++++ Dataset entries
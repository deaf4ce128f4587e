use crate::error::DecodeError;
use crate::platform::Haptics;
use crate::schedule::ScannedSchedule;

use super::ExchangeCodec;

/// Outcome of one successful scan.
#[derive(Debug, Clone, Copy, PartialEq, Eq)]
pub struct ScanReport {
    /// Entries this scan added.
    pub added: usize,
    /// Entries collected across all scans so far.
    pub total: usize,
}

/// Receives recognized code payloads from the platform's capture layer.
///
/// Owns the [`ScannedSchedule`]. Deliveries run one at a time through
/// `&mut self`, so a decode and its merge can never interleave with another
/// scan.
pub struct ScanInbox<H: Haptics> {
    codec: ExchangeCodec,
    haptics: H,
    scanned: ScannedSchedule,
}

impl<H: Haptics> ScanInbox<H> {
    pub fn new(codec: ExchangeCodec, haptics: H) -> Self {
        Self {
            codec,
            haptics,
            scanned: ScannedSchedule::new(),
        }
    }

    /// Handle one recognized code.
    ///
    /// The haptic pulse fires on every delivery, before decoding: the device
    /// acknowledges the scan even when the payload turns out to be foreign.
    /// Decoding is all-or-nothing, so on error the collected schedule is
    /// untouched and the next scan proceeds normally.
    pub fn on_scan(&mut self, payload: &str) -> Result<ScanReport, DecodeError> {
        self.haptics.vibrate();
        let times = self.codec.decode(payload.as_bytes())?;
        let added = times.len();
        self.scanned.extend(times);
        Ok(ScanReport {
            added,
            total: self.scanned.len(),
        })
    }

    /// Entries collected so far, in scan order.
    pub fn scanned(&self) -> &ScannedSchedule {
        &self.scanned
    }
}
++++++++
**Assignment**
Print, please, the lines above from the very first through the one that holds "to be foreign.", both included, word for word and with nothing else.

**Answer to the exercise**
repository deaf4ce128f4587e
use crate::error::DecodeError;
use crate::platform::Haptics;
use crate::schedule::ScannedSchedule;

use super::ExchangeCodec;

/// Outcome of one successful scan.
#[derive(Debug, Clone, Copy, PartialEq, Eq)]
pub struct ScanReport {
    /// Entries this scan added.
    pub added: usize,
    /// Entries collected across all scans so far.
    pub total: usize,
}

/// Receives recognized code payloads from the platform's capture layer.
///
/// Owns the [`ScannedSchedule`]. Deliveries run one at a time through
/// `&mut self`, so a decode and its merge can never interleave with another
/// scan.
pub struct ScanInbox<H: Haptics> {
    codec: ExchangeCodec,
    haptics: H,
    scanned: ScannedSchedule,
}

impl<H: Haptics> ScanInbox<H> {
    pub fn new(codec: ExchangeCodec, haptics: H) -> Self {
        Self {
            codec,
            haptics,
            scanned: ScannedSchedule::new(),
        }
    }

    /// Handle one recognized code.
    ///
    /// The haptic pulse fires on every delivery, before decoding: the device
    /// acknowledges the scan even when the payload turns out to be foreign.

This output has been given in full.